== RECORDS SHOWN
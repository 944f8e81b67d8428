//! Imaging API port: Trait for the remote analysis and records service.
//!
//! The service is a black box with a fixed contract:
//! - `POST /analyze-image` (multipart field `file`) → `{ analysis }`
//! - `GET /patients/search?query=` → `{ patients }`
//! - `GET /patient/{id}` → patient record, 404 when unknown
//! - `GET /health` → `{ status }`

use std::future::Future;
use std::time::Duration;

use crate::domain::{AnalysisResult, PatientRecord, PatientSummary, ScanImageRef, UploadCandidate};

/// Message shown when a failed analysis carries no server detail.
pub const ANALYSIS_FALLBACK_MESSAGE: &str = "Analysis failed. Please try again.";

/// Failures talking to the remote service.
#[derive(Debug, Clone, PartialEq, thiserror::Error)]
pub enum ApiError {
    /// Connection refused, DNS failure, interrupted body, ...
    #[error("Network error: {0}")]
    Transport(String),

    /// Non-2xx response other than 404.
    #[error("Server error {status}{}", detail_suffix(.detail))]
    Server { status: u16, detail: Option<String> },

    /// 404-class response.
    #[error("Not found{}", detail_suffix(.detail))]
    NotFound { detail: Option<String> },

    /// A 2xx body that does not match the expected contract.
    #[error("Malformed response: {0}")]
    MalformedResponse(String),

    #[error("Request timed out after {}s", .0.as_secs())]
    Timeout(Duration),
}

fn detail_suffix(detail: &Option<String>) -> String {
    detail.as_deref().map(|d| format!(": {d}")).unwrap_or_default()
}

impl ApiError {
    /// Server-supplied `detail`, when the error body carried one.
    #[must_use]
    pub fn detail(&self) -> Option<&str> {
        match self {
            Self::Server { detail, .. } | Self::NotFound { detail } => detail.as_deref(),
            _ => None,
        }
    }

    /// Message for the user: the server detail verbatim, else `fallback`.
    #[must_use]
    pub fn user_message(&self, fallback: &str) -> String {
        self.detail().unwrap_or(fallback).to_string()
    }
}

/// Service health as reported by `GET /health`.
#[derive(Debug, Clone, PartialEq, Eq)]
pub struct HealthStatus {
    pub status: String,
}

/// Remote imaging and records service.
///
/// Implementations must be cheap to share across tasks; every call is
/// independent and carries no client-side state.
pub trait ImagingApi: Send + Sync {
    /// Submit an image for analysis.
    ///
    /// # Errors
    /// Any [`ApiError`]; `MalformedResponse` when the body lacks a valid `analysis`.
    fn analyze_image(
        &self,
        candidate: &UploadCandidate,
    ) -> impl Future<Output = Result<AnalysisResult, ApiError>> + Send;

    /// Search patients by free text (name or identifier).
    ///
    /// # Errors
    /// Any [`ApiError`].
    fn search_patients(
        &self,
        query: &str,
    ) -> impl Future<Output = Result<Vec<PatientSummary>, ApiError>> + Send;

    /// Fetch one full patient record.
    ///
    /// # Errors
    /// `NotFound` for unknown identifiers, otherwise any [`ApiError`].
    fn fetch_patient(
        &self,
        patient_id: &str,
    ) -> impl Future<Output = Result<PatientRecord, ApiError>> + Send;

    /// Check service availability.
    ///
    /// # Errors
    /// Any [`ApiError`].
    fn health(&self) -> impl Future<Output = Result<HealthStatus, ApiError>> + Send;

    /// Absolute location of a scan image referenced by a patient record.
    ///
    /// # Errors
    /// `MalformedResponse` when the reference cannot be resolved.
    fn image_url(&self, image: &ScanImageRef) -> Result<String, ApiError>;
}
====
_WHAT TO DO_.
Exactly as written, please transcribe the lines from the start of the records above to the line that holds "pub const ANALYSIS_FALLBACK_MESSAGE: &str", both ends included.

_TASK RESPONSE_.
repository 944f8e81b67d8428
//! Imaging API port: Trait for the remote analysis and records service.
//!
//! The service is a black box with a fixed contract:
//! - `POST /analyze-image` (multipart field `file`) → `{ analysis }`
//! - `GET /patients/search?query=` → `{ patients }`
//! - `GET /patient/{id}` → patient record, 404 when unknown
//! - `GET /health` → `{ status }`

use std::future::Future;
use std::time::Duration;

use crate::domain::{AnalysisResult, PatientRecord, PatientSummary, ScanImageRef, UploadCandidate};

/// Message shown when a failed analysis carries no server detail.
pub const ANALYSIS_FALLBACK_MESSAGE: &str = "Analysis failed. Please try again.";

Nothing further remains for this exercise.